- [WHAT IS REQUIRED]: Give the count of lines below that include the word "items", and say nothing else.

Dataset entries:
§ §

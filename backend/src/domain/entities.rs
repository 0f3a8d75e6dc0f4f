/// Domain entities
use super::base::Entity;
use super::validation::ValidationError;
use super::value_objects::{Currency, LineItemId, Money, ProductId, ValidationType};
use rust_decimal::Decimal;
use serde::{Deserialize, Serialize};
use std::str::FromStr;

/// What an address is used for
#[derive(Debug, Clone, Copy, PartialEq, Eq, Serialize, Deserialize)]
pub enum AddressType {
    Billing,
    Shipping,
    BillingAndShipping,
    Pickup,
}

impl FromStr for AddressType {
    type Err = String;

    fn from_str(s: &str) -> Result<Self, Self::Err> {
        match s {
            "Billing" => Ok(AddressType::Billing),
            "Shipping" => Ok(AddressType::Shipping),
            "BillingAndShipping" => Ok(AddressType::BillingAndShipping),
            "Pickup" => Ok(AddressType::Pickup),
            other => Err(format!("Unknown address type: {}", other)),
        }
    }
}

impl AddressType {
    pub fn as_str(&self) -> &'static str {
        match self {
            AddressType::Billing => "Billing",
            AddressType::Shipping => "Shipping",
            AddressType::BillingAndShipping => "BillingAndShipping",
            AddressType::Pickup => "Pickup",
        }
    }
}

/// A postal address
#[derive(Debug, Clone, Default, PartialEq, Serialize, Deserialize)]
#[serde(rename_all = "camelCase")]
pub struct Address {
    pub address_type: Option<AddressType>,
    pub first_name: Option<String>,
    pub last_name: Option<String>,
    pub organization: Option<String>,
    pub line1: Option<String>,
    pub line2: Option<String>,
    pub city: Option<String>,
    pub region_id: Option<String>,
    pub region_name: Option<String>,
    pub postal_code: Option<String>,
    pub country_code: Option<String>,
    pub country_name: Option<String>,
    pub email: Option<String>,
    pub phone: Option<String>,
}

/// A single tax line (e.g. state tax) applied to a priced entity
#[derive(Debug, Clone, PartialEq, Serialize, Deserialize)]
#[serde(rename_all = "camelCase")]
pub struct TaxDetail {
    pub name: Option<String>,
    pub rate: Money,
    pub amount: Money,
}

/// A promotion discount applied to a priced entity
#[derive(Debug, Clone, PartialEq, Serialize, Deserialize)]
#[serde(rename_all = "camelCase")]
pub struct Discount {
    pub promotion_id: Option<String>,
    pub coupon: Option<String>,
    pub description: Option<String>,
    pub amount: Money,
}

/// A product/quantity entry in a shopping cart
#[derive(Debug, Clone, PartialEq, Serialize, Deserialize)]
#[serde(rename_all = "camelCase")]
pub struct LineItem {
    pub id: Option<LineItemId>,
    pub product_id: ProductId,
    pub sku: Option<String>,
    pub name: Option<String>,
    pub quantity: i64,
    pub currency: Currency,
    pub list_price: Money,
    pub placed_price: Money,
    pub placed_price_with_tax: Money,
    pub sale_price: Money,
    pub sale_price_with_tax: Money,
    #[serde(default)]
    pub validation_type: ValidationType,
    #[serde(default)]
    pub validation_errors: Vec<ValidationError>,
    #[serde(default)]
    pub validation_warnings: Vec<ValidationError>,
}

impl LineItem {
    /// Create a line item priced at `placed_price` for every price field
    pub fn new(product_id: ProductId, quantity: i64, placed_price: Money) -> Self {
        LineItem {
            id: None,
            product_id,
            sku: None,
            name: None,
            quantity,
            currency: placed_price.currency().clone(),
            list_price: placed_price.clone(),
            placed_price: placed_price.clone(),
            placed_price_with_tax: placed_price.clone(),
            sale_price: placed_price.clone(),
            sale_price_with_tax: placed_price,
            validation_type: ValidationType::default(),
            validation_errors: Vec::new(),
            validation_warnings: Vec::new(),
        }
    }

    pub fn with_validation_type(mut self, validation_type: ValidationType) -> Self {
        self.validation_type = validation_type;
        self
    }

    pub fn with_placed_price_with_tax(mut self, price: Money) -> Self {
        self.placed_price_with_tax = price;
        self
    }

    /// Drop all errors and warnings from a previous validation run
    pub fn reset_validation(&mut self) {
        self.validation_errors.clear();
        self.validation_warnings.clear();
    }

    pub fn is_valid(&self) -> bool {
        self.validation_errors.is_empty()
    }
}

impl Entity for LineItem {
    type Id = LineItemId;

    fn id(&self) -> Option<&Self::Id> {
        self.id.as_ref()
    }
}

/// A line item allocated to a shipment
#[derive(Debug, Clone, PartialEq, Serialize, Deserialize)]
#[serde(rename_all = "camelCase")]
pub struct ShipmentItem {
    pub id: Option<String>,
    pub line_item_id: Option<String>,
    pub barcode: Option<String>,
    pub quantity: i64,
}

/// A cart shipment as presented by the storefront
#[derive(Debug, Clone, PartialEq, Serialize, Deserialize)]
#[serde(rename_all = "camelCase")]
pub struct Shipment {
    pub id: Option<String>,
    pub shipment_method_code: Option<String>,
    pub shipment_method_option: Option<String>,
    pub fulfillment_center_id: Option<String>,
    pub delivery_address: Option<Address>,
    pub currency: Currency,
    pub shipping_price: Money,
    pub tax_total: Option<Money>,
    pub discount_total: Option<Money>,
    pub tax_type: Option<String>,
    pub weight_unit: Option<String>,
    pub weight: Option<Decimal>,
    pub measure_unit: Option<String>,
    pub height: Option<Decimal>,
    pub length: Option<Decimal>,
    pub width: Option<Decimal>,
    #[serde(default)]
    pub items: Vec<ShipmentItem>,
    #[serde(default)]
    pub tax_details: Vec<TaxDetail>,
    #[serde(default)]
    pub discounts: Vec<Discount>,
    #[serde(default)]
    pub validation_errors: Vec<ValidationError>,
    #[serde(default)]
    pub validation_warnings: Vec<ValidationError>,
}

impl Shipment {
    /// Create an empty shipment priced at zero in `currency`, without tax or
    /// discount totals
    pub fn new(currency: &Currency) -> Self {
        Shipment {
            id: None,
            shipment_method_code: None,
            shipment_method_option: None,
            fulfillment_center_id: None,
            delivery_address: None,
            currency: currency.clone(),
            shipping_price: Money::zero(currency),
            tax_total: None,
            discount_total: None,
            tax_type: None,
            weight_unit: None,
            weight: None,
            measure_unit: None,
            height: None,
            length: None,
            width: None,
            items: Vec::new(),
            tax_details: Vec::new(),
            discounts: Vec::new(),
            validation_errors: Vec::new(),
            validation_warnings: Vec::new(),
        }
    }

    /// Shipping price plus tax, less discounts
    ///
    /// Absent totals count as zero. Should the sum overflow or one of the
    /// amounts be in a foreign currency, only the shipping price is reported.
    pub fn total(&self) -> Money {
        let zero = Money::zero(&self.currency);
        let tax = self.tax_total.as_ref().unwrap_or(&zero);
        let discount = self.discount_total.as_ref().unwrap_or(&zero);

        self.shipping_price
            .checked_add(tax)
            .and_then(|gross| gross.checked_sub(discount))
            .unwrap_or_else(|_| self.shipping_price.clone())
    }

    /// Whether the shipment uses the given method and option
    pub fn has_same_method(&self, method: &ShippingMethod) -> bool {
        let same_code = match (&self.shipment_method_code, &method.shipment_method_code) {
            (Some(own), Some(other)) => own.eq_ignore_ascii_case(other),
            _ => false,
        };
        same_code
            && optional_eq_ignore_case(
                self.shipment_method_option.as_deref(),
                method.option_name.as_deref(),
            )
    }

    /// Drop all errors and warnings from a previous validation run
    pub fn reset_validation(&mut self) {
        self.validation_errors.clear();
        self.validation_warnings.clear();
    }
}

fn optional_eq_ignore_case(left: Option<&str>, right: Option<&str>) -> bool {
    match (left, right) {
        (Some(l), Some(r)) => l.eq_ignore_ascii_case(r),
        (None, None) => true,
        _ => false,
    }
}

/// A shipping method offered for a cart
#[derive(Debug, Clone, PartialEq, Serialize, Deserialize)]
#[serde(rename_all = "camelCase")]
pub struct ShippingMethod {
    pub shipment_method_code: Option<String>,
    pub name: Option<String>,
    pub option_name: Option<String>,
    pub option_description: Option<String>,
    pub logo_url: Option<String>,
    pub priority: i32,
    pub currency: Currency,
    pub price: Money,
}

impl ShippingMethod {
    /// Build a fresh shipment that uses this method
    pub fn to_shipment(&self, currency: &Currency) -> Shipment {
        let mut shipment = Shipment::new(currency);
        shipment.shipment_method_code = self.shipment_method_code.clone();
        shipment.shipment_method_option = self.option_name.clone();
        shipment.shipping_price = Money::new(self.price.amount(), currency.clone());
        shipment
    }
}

§ §

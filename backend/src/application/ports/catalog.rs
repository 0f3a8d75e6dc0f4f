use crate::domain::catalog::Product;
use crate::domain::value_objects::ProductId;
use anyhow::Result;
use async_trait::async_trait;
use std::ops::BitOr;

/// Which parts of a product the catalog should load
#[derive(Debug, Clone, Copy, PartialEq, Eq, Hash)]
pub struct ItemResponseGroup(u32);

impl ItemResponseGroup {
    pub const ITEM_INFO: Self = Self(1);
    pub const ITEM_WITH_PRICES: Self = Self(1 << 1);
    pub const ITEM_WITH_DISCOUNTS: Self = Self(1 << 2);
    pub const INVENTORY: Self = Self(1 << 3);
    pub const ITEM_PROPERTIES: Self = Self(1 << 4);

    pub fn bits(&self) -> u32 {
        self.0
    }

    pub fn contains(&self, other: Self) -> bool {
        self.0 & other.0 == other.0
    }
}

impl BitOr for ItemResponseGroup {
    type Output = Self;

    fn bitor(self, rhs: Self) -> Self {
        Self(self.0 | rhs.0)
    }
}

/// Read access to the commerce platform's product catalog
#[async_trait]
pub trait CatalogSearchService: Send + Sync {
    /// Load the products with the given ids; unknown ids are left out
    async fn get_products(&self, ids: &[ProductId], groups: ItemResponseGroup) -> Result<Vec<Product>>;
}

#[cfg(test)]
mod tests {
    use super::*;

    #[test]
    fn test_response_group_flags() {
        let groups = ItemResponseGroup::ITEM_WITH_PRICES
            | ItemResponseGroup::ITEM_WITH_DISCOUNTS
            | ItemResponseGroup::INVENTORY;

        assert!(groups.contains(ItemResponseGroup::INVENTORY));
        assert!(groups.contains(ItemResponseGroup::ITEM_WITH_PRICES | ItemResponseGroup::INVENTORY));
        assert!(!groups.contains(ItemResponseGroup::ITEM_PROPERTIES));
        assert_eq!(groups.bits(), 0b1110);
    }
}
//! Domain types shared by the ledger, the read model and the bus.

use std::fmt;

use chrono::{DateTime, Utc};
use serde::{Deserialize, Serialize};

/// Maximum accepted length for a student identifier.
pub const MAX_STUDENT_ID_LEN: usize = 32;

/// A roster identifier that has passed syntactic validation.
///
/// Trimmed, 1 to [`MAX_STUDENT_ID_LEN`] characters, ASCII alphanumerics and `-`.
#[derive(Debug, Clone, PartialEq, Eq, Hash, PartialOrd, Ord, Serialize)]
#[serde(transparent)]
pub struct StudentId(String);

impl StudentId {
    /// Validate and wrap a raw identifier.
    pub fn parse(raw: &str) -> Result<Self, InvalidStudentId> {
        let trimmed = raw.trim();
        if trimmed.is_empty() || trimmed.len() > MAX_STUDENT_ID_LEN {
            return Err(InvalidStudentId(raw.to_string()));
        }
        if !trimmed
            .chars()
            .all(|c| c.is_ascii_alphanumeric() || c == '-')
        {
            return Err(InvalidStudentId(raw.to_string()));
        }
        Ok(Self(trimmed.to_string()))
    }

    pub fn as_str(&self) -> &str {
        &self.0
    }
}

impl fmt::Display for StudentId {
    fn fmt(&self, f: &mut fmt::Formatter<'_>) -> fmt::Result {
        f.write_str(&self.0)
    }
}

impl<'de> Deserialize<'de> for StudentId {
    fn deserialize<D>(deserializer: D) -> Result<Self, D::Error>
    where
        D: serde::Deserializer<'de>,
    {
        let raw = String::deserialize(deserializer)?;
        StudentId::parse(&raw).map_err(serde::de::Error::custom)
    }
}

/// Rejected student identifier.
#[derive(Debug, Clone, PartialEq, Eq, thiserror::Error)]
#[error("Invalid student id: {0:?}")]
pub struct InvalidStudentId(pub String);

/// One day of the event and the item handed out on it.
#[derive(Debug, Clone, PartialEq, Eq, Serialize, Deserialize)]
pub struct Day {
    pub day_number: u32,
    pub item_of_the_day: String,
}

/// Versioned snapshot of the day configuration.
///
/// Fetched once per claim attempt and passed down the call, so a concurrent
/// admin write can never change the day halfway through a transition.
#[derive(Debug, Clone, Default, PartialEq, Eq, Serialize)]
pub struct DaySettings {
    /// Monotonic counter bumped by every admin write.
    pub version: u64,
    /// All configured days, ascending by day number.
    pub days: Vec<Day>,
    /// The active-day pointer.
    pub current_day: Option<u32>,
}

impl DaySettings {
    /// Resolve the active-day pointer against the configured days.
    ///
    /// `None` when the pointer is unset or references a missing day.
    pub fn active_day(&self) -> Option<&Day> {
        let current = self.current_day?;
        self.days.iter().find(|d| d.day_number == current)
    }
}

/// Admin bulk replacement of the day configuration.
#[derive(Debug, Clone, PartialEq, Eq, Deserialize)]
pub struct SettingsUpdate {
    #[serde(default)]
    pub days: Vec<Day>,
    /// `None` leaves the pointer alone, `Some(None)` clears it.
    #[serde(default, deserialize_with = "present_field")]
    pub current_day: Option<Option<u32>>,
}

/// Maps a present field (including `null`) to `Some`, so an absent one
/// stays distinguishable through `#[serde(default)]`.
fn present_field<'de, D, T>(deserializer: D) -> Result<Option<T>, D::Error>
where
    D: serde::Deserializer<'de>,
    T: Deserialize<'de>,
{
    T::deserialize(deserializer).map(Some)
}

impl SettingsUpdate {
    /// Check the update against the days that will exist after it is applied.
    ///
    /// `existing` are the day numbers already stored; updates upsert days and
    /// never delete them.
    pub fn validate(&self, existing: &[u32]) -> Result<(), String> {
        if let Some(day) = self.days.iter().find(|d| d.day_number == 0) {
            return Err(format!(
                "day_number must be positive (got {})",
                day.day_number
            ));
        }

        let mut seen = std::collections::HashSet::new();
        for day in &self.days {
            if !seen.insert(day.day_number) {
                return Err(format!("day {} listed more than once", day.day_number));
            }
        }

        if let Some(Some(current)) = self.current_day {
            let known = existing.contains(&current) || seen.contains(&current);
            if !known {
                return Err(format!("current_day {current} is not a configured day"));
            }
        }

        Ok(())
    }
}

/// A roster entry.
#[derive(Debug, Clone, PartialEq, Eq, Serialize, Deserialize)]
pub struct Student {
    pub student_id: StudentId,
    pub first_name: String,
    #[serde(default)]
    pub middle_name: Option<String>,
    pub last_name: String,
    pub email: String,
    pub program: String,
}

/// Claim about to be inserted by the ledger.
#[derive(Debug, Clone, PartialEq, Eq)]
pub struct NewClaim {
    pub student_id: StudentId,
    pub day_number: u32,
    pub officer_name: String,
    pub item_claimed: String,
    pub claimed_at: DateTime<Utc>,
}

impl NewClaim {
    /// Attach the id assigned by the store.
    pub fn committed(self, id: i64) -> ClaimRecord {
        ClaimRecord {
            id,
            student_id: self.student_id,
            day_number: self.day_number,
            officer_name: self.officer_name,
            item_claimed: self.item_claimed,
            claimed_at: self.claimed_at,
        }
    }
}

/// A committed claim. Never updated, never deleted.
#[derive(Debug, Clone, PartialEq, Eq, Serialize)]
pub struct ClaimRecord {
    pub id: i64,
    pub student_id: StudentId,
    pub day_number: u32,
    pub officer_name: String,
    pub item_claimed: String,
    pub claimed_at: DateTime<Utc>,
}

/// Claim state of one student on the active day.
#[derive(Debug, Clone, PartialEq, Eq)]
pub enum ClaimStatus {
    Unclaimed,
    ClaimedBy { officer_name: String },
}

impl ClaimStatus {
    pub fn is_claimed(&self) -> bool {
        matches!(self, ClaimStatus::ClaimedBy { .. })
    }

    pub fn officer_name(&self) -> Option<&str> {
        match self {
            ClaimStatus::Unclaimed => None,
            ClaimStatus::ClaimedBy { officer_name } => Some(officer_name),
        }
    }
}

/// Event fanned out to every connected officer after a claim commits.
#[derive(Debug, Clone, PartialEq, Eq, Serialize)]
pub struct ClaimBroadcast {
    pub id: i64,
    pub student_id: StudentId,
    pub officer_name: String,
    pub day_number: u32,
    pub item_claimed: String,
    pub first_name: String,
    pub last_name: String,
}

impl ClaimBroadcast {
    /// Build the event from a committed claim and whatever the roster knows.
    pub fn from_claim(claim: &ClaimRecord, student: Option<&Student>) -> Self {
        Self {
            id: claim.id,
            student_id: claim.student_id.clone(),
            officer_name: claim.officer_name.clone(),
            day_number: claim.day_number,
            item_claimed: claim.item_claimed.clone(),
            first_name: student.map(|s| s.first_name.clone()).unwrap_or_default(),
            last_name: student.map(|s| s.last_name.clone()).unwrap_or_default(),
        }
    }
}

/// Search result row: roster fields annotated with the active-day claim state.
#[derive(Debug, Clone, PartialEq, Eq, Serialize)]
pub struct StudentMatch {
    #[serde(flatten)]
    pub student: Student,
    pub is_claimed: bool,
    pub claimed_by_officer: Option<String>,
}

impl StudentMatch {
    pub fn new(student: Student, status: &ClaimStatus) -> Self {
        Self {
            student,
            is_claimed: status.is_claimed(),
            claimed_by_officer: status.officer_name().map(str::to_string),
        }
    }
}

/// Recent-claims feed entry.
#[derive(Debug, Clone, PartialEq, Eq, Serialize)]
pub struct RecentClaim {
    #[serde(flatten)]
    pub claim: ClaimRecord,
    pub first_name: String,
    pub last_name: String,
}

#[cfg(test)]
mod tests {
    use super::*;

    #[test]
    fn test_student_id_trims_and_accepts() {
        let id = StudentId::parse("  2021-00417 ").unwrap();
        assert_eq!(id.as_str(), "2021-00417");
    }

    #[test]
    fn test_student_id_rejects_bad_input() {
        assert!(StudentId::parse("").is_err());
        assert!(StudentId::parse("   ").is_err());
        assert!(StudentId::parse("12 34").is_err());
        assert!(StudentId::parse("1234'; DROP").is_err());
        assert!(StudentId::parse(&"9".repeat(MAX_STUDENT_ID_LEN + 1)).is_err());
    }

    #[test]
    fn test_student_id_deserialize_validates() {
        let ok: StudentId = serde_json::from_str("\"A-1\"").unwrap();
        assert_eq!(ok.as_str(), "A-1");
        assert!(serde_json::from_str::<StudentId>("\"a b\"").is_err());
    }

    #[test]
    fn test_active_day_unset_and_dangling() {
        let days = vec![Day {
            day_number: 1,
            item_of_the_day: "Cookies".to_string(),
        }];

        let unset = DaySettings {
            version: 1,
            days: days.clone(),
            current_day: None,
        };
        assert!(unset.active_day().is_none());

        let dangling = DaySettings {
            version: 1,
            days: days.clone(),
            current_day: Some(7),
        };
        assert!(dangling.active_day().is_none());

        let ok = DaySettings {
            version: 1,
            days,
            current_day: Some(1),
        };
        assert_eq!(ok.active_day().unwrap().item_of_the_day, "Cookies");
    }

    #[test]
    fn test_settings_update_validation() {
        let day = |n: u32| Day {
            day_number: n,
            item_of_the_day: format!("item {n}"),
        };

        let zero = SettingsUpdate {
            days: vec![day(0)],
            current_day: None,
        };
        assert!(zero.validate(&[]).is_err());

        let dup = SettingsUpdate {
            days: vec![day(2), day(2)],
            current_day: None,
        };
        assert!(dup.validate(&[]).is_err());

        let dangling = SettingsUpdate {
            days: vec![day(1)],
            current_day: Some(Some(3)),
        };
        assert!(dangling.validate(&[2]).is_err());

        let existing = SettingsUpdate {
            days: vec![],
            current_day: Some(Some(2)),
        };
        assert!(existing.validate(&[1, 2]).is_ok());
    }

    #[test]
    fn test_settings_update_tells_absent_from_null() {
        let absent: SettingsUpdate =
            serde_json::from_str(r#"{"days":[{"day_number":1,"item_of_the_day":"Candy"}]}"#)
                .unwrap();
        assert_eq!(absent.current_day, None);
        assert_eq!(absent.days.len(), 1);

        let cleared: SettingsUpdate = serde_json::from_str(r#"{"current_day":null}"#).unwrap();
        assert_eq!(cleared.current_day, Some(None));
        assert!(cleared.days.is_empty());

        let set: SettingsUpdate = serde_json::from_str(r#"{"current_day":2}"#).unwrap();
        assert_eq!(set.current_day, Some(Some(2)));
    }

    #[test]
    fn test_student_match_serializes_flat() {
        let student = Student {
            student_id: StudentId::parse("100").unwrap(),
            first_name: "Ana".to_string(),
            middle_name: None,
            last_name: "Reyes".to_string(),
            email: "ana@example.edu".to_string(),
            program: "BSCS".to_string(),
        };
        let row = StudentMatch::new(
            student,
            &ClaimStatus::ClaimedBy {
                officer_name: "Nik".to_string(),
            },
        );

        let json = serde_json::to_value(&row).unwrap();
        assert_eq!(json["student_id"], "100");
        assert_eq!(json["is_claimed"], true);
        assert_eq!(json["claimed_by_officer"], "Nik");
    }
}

§ §

- [COMPLETED EXERCISE]: 2